> Records shown
#![no_main]
use std::sync::Arc;

use cachepack::{TypeContext, Value, ValueTree};
use libfuzzer_sys::fuzz_target;

fuzz_target!(|data: &[u8]| {
    let mut tree = match ValueTree::parse(Vec::from(data), Arc::new(TypeContext::new()), 0) {
        Ok(tree) => tree,
        Err(_) => return,
    };
    let root = tree.root();
    let _ = tree.get_value(root);
    if let Ok(count) = tree.child_count(root) {
        for i in (0..count).rev() {
            if let Ok(child) = tree.get_child(root, i) {
                let _ = tree.set_value(child, Value::Null);
            }
        }
    }
    if let Ok(new) = tree.apply_changes(root) {
        let _ = ValueTree::parse(new, Arc::new(TypeContext::new()), 0);
    }
});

> What is expected
Extract every line containing the string "data" from the material.

> Solution for this exercise
fuzz_target!(|data: &[u8]| {
    let mut tree = match ValueTree::parse(Vec::from(data), Arc::new(TypeContext::new()), 0) {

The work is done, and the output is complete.